**Description of the task:**
Every line holding the word "single" should be copied from the material.

--------------------------------------------------

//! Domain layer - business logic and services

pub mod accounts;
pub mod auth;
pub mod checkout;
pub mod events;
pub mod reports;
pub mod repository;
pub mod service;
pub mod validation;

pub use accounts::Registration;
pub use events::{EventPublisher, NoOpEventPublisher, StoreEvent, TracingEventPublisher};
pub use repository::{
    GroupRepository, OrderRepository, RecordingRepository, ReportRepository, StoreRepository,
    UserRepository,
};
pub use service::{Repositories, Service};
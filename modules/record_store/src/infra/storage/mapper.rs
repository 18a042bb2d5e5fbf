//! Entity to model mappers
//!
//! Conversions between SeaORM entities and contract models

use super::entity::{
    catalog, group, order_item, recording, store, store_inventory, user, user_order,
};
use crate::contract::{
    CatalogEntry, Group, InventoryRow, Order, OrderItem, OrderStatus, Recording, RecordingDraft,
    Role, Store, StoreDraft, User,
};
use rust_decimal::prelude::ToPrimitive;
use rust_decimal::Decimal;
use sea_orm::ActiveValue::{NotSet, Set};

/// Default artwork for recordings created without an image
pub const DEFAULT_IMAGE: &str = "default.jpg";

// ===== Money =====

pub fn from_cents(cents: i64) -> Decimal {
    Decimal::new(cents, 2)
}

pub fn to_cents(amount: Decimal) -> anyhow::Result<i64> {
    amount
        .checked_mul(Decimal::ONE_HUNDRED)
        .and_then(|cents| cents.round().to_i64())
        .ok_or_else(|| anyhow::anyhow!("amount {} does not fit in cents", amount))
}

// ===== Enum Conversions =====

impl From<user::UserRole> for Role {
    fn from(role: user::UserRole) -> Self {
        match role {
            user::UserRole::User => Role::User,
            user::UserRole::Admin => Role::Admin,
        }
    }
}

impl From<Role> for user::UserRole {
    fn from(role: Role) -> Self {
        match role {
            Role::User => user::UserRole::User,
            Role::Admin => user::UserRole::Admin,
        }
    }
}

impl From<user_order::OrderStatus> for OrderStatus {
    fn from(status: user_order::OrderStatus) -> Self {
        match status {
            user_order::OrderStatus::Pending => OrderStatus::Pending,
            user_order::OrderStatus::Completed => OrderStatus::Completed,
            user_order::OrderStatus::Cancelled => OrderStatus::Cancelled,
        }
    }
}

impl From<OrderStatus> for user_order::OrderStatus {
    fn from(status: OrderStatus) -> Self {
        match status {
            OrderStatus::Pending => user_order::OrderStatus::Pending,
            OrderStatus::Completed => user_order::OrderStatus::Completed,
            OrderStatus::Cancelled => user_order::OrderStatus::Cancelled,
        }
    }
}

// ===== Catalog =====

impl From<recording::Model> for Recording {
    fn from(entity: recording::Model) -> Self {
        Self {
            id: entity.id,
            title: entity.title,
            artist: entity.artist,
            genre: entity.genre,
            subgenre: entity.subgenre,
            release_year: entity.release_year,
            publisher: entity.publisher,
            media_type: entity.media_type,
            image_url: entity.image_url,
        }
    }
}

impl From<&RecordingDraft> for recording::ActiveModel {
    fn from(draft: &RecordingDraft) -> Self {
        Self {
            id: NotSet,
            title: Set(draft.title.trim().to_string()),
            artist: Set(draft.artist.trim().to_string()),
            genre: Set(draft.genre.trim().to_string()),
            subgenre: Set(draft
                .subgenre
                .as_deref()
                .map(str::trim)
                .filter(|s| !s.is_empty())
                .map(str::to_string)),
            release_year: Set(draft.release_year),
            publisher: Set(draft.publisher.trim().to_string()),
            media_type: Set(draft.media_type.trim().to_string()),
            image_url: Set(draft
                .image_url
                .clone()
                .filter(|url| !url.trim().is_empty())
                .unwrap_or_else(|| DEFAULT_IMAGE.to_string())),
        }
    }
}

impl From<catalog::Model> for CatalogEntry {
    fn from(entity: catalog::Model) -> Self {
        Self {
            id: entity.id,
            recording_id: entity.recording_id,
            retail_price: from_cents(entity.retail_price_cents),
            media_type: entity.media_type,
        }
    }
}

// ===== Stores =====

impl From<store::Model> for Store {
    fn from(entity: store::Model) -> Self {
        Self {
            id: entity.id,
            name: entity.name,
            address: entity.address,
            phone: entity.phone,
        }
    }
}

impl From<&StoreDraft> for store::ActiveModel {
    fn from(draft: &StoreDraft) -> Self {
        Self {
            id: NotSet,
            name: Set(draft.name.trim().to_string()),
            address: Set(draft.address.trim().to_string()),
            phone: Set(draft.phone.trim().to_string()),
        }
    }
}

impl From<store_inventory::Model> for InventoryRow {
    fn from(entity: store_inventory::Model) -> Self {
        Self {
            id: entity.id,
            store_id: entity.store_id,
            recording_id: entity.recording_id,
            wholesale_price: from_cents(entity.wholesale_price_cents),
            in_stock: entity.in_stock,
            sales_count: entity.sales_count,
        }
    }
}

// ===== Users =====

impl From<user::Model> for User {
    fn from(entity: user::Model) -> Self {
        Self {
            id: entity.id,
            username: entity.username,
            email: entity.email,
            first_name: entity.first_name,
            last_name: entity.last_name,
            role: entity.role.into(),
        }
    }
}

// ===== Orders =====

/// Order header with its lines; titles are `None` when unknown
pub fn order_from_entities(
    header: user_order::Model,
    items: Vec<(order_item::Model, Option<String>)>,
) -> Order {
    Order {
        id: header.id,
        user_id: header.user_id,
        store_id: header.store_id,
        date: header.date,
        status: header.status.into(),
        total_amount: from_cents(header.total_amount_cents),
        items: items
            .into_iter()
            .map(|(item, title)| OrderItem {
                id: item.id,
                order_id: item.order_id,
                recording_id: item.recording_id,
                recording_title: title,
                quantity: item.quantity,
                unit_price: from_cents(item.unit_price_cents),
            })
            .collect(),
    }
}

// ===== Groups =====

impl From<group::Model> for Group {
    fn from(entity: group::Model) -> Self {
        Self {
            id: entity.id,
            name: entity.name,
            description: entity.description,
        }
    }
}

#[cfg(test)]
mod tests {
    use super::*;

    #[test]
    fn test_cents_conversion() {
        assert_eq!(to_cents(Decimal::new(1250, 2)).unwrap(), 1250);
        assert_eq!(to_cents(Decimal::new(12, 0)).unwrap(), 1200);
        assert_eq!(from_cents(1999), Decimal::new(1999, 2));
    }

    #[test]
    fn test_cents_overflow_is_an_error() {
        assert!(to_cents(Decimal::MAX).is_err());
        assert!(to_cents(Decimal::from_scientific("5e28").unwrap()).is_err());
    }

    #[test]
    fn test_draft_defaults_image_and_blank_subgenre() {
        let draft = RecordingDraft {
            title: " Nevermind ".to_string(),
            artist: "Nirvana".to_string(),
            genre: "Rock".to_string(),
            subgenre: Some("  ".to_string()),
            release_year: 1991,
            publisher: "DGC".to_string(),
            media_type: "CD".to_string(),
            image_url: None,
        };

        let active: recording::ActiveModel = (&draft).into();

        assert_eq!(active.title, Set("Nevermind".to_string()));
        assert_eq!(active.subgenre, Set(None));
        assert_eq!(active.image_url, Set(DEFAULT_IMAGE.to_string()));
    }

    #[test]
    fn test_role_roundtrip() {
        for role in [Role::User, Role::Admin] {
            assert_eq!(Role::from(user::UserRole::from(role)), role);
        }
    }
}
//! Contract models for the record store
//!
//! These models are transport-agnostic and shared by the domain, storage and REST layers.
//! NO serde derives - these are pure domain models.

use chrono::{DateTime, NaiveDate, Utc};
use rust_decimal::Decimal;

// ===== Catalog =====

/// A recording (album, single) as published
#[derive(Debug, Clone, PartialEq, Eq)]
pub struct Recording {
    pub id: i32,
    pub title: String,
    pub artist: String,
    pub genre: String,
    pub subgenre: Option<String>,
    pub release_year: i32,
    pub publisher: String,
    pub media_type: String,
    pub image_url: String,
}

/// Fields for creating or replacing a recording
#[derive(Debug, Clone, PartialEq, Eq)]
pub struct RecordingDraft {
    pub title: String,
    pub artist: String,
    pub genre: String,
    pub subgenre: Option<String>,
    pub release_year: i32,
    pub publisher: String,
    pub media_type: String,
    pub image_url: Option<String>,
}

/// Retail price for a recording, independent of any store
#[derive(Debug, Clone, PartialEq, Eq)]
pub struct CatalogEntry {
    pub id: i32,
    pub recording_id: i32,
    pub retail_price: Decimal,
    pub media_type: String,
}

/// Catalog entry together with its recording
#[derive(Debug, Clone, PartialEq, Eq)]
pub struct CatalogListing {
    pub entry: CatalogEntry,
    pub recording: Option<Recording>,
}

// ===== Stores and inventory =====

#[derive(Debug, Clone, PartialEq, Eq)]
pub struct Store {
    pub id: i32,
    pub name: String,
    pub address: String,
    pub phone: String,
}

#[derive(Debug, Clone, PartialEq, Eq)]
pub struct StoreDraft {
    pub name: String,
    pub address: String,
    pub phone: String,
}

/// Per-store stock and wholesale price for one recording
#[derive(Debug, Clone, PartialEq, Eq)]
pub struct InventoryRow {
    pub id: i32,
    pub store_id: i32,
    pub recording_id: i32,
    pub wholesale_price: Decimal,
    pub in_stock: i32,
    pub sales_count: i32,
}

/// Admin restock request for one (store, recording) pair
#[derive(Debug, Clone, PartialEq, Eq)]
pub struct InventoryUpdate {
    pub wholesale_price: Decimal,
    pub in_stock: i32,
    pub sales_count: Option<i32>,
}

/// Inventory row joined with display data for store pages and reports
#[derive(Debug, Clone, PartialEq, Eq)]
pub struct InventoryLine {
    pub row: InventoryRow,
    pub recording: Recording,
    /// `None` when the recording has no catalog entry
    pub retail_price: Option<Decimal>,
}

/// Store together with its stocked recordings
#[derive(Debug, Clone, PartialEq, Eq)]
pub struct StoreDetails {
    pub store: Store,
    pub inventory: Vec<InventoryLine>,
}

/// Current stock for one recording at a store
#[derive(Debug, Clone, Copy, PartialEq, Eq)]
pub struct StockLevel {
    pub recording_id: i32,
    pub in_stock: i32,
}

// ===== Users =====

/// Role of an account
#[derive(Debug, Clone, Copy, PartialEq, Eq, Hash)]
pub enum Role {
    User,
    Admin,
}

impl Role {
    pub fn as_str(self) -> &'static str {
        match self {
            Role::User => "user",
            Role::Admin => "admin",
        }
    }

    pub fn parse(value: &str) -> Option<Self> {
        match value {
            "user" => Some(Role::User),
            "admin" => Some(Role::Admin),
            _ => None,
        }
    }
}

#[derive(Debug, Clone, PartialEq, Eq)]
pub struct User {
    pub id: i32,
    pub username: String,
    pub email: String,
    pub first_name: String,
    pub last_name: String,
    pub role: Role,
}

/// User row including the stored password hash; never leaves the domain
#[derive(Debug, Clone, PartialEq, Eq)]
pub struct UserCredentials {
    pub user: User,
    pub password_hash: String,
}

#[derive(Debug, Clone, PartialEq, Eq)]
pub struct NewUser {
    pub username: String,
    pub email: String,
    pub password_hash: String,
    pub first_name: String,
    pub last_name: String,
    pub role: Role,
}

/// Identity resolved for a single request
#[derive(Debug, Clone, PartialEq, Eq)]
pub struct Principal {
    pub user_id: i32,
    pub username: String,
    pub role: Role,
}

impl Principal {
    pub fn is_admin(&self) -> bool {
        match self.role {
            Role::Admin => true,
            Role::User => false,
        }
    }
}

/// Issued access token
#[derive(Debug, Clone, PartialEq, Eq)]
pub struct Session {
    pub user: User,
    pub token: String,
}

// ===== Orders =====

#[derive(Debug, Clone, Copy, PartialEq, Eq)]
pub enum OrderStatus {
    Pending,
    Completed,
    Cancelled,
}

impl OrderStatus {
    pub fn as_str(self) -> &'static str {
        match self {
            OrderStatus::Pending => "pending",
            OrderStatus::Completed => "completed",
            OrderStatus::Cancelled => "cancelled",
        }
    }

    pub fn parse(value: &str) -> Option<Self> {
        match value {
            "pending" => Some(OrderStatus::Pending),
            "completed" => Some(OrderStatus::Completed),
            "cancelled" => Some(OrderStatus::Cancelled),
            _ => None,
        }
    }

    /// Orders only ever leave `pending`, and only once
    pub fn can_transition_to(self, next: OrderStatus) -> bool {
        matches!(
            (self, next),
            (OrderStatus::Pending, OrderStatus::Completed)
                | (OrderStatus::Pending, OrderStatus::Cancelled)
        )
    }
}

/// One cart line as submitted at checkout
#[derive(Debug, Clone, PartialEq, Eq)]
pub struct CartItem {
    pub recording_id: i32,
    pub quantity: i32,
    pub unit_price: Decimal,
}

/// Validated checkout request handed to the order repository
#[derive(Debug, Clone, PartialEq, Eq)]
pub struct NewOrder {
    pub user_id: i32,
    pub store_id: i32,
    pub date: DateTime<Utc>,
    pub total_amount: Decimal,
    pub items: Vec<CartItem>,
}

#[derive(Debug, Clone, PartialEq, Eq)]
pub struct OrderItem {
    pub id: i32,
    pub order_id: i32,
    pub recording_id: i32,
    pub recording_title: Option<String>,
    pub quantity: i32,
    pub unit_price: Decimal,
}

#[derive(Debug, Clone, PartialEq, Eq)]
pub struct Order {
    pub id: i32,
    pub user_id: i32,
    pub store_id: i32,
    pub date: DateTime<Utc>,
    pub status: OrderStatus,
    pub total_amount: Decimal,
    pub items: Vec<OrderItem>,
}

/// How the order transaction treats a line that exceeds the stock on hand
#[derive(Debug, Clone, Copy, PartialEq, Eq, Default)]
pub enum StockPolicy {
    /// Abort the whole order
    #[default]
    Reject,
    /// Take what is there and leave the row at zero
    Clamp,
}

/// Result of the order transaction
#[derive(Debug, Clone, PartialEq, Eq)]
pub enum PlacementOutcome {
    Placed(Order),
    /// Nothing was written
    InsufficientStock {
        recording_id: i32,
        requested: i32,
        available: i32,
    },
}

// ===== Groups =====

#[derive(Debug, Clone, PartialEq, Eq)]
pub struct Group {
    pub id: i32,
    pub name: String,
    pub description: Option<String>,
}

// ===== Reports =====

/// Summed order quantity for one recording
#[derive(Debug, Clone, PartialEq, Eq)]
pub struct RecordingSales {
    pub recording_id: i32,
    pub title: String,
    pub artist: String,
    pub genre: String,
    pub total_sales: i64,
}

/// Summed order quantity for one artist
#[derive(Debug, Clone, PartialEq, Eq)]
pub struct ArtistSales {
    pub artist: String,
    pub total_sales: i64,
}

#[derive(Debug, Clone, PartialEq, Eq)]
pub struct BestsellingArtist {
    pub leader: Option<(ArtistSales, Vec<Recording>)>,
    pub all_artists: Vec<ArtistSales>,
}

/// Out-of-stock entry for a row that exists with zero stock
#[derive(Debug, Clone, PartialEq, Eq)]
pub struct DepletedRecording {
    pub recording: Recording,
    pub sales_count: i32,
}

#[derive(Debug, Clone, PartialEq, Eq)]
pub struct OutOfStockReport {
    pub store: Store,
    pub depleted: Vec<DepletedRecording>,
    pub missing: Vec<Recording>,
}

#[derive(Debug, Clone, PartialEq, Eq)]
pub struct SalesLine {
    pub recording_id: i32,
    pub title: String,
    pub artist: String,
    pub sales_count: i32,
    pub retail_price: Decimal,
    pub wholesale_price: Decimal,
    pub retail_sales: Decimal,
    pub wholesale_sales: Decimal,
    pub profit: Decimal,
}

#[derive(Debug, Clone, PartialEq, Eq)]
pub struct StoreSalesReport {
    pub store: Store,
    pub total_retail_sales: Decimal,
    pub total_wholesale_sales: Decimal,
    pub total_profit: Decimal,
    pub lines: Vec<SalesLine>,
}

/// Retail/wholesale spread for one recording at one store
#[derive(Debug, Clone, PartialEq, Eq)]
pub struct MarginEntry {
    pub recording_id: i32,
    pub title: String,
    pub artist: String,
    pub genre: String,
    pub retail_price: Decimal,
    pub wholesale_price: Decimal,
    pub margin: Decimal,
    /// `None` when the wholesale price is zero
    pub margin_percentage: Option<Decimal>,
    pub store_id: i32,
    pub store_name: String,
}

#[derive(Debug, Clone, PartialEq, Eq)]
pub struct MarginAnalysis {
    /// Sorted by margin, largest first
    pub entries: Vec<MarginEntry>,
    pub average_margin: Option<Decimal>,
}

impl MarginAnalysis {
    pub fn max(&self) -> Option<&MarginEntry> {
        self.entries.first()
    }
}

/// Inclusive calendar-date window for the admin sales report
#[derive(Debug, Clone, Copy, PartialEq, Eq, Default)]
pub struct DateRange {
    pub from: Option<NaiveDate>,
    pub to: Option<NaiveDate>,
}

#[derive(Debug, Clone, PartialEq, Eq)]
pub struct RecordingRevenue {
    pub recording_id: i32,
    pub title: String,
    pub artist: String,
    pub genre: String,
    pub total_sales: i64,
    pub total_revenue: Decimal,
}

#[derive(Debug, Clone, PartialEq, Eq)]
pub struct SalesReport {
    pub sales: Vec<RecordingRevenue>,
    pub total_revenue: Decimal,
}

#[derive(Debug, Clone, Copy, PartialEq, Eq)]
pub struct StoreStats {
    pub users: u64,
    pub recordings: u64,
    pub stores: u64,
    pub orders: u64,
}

--------------------------------------------------

**Written reply:**
/// A recording (album, single) as published
/// Identity resolved for a single request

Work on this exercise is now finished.